De rester vierge, Marie avait, selon Duns Scot, fait le vœu absolu. Elle put toutefois, malgré ce vœu, contracter un vrai mariage avec saint Joseph, sans réticence aucune, parce que Dieu lui avait donné, par révélation, la certitude que ce mariage n’exigerait en fait rien de contraire au vœu. In IV Sent., I. IV, dist. XXX, q. ii, n. 4, 5. La maternité le respecta. Virginité et maternité ne sont pas contradictoires en soi : non opponuntur aliqua oppositions formali, nec ut privativa nec ut contraria. In IV Sent., 1. III, dist. IV, q. i, n. 15. La femme est mère, qui coopère à la production de son fils. Elle peut être vierge si la cause dont elle est l’auxiliaire est d’ordre surnaturel, car la virginité n’exclut que l’intervention d’une cause naturelle. Pour sauvegarder la virginité, l’enfantement exigeait un second miracle : Duns Scot accepte les explications communément reçues. Loc. cit.

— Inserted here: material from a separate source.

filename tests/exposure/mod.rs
mod bdd_steps;
mod scenarios;
mod test_helpers;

Le docteur subtil ne touche qu’incidemment aux autres privilèges de Marie. Ses doctrines ne présentent aucune particularité caractéristique. A noter toutefois, suivant les principes, par lui acceptés, In IV Sent., 1. II, dist. XXIX, n. 4 ; dist. XXXII, n. 4 ; 1. III, dist. III, que le fomes peccati en Marie ne fut pas seulement lié, mais complètement supprimé.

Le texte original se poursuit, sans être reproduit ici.